Masa sekolah dulu, aku pernah belajar jika kata "bisa" itu bermakna "dapat, sanggup dan mampu". Atau memiliki arti senjata hewan melata semisal ular sebagai alat perlindungan diri. Jadi, satu kata memiliki perluasan makna.
Sekarang malah sebaliknya! Terjadi banyak penyempitan makna dari barisan kata dan kalimat. Secara leluasa itu "ditahbiskan" sebagai singkatan (akronim). Ada banyak contoh yang bisa aku ajukan. Aku pilih beberapa aja, ya?
Baper: Bawa perasaan
Mager: Malas gerak
Markipul: Mari kita pulang
Makdarit: Maka dari itu
Jomlo: Jomplang loyal
Jika dalam tata bahasa ada aturan khusus untuk membuat singkatan. Maka dalam tata gaul, akan mengabaikan itu.

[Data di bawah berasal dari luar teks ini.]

use super::agent::{agent_step, flag_update, FALLBACK_REPLY};
use super::prompt::{history_messages, system_prompt};
use super::router::{is_terminal_call, route, Route};
use super::tools::run_tools;
use crate::capabilities::{CallServices, CapabilityContext, CapabilityRegistry};
use crate::config::ConversationConfig;
use crate::error::CallError;
use crate::model::{ChatMessage, ChatModel, ChatRequest};
use crate::session::Speaker;
use crate::utterance::{classify_confirmation, Confirmation};
use chrono::{DateTime, FixedOffset, Offset, Utc};
use serde::Serialize;
use std::sync::Arc;
use tracing::{debug, info, warn};

/// Spoken when the model ends the call without saying anything
pub const FAREWELL: &str = "Thank you for calling. Goodbye!";

/// Spoken when the tool round limit is hit without a reply
const ROUND_LIMIT_REPLY: &str = "Sorry, that took longer than expected. Could you tell me again what you'd like to do?";

/// Result of one caller turn
#[derive(Debug, Clone, PartialEq, Eq, Serialize)]
pub struct TurnOutcome {
    /// Text to speak; `None` when the conversation had already ended
    pub reply: Option<String>,
    /// The conversation is over; the transport should hang up after speaking
    pub end_call: bool,
    /// Tool node runs during this turn
    pub tool_rounds: usize,
}

/// Drives the agent/tool graph for one caller turn at a time
pub struct ConversationEngine {
    services: CallServices,
    registry: Arc<CapabilityRegistry>,
    model: Arc<dyn ChatModel>,
    config: ConversationConfig,
    offset: FixedOffset,
}

impl ConversationEngine {
    pub fn new(
        services: CallServices,
        registry: Arc<CapabilityRegistry>,
        model: Arc<dyn ChatModel>,
        config: ConversationConfig,
    ) -> Self {
        let offset = config.utc_offset.parse::<FixedOffset>().unwrap_or_else(|_| {
            warn!("Invalid utc_offset {:?}, using UTC", config.utc_offset);
            Utc.fix()
        });

        Self {
            services,
            registry,
            model,
            config,
            offset,
        }
    }

    pub fn registry(&self) -> &CapabilityRegistry {
        &self.registry
    }

    pub fn now(&self) -> DateTime<FixedOffset> {
        Utc::now().with_timezone(&self.offset)
    }

    /// Process one final caller utterance and produce the reply
    ///
    /// Only a missing session is an error; every other failure degrades to a spoken reply.
    /// Turns for the same call run one at a time, in the order they arrive at the lock.
    pub async fn run_turn(&self, session_id: &str, utterance: &str) -> Result<TurnOutcome, CallError> {
        let lock = self
            .services
            .sessions
            .turn_lock(session_id)
            .await
            .ok_or_else(|| CallError::SessionNotFound(session_id.to_string()))?;
        let _turn = lock.lock().await;

        let confirmation = classify_confirmation(utterance);

        let started = self
            .services
            .sessions
            .update(session_id, |s| {
                if s.conversation_ended {
                    return None;
                }
                s.push_turn(Speaker::Caller, utterance);

                let awaiting = s
                    .pending_edit
                    .as_ref()
                    .map(|e| e.awaiting_confirmation)
                    .unwrap_or(false);
                if awaiting {
                    match confirmation {
                        Confirmation::Affirmative => {
                            if let Some(edit) = s.pending_edit.as_mut() {
                                edit.confirmation_received = true;
                            }
                        }
                        Confirmation::Negative => s.pending_edit = None,
                        Confirmation::Unclear => {}
                    }
                }
                Some(s.caller.clone())
            })
            .await
            .ok_or_else(|| CallError::SessionNotFound(session_id.to_string()))?;

        let Some(caller) = started else {
            debug!("Ignoring utterance for ended conversation {}", session_id);
            return Ok(TurnOutcome {
                reply: None,
                end_call: true,
                tool_rounds: 0,
            });
        };

        // Make sure the cache is warm before the first prompt is built
        self.services
            .prefetch
            .get_appointments(session_id, &caller)
            .await;

        let ctx = CapabilityContext {
            services: self.services.clone(),
            session_id: session_id.to_string(),
            caller,
            now: self.now(),
            confirmed_edit: None,
        };

        let mut working: Vec<ChatMessage> = Vec::new();
        let mut tool_rounds = 0;
        let mut end_call = false;

        let reply = loop {
            let request = self.build_request(&ctx, &working).await?;
            let output = agent_step(self.model.as_ref(), &request, self.config.model_timeout()).await;

            let update = flag_update(&output, &self.registry);
            self.services
                .sessions
                .update(session_id, |s| s.flags = s.flags.merge(update))
                .await;

            match route(&output, &self.registry) {
                Route::End => {
                    // Work requested alongside the hang-up still runs before the call ends
                    let remaining: Vec<_> = output
                        .tool_calls
                        .iter()
                        .filter(|call| !is_terminal_call(call, &self.registry))
                        .cloned()
                        .collect();
                    if !remaining.is_empty() {
                        tool_rounds += 1;
                        run_tools(&ctx, &self.registry, &remaining).await;
                    }

                    end_call = true;
                    break if output.text.is_empty() {
                        FAREWELL.to_string()
                    } else {
                        output.text
                    };
                }
                Route::AwaitInput => break output.text,
                Route::Tools if tool_rounds >= self.config.max_tool_rounds => {
                    warn!(
                        "Tool round limit ({}) reached for {}",
                        self.config.max_tool_rounds, session_id
                    );
                    break if output.text.is_empty() {
                        ROUND_LIMIT_REPLY.to_string()
                    } else {
                        output.text
                    };
                }
                Route::Tools => {
                    tool_rounds += 1;
                    let results = run_tools(&ctx, &self.registry, &output.tool_calls).await;
                    working.push(ChatMessage::assistant_with_calls(output.text, output.tool_calls));
                    working.extend(results);
                }
            }
        };

        let reply = if reply.is_empty() {
            FALLBACK_REPLY.to_string()
        } else {
            reply
        };

        self.services
            .sessions
            .update(session_id, |s| {
                s.push_turn(Speaker::Assistant, reply.clone());
                if end_call {
                    s.conversation_ended = true;
                }
            })
            .await;

        if end_call {
            info!("Conversation {} ended by the assistant", session_id);
        }

        Ok(TurnOutcome {
            reply: Some(reply),
            end_call,
            tool_rounds,
        })
    }

    async fn build_request(
        &self,
        ctx: &CapabilityContext,
        working: &[ChatMessage],
    ) -> Result<ChatRequest, CallError> {
        let history = self.config.history_turns.max(1);
        let (system, mut messages) = self
            .services
            .sessions
            .read(&ctx.session_id, |s| {
                let system = system_prompt(
                    &s.caller,
                    &s.language,
                    ctx.now,
                    s.appointments(),
                    s.pending_edit.as_ref(),
                );
                (system, history_messages(&s.recent_turns(history)))
            })
            .await
            .ok_or_else(|| CallError::SessionNotFound(ctx.session_id.clone()))?;

        messages.extend_from_slice(working);

        Ok(ChatRequest {
            system,
            messages,
            tools: self.registry.specs(),
        })
    }
}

Sing penting hepi! Dalam tata krama? Lupakanlah! Termasuk tata-tata lainnya.
Begitulah! Sesungguhnya, tak hanya dalam bahasa ibu jika dimaknai bahasa daerah yang bersiap untuk tergerus. Namun, bahasa Indonesia pun, juga berada pada posisi yang nyaris serupa.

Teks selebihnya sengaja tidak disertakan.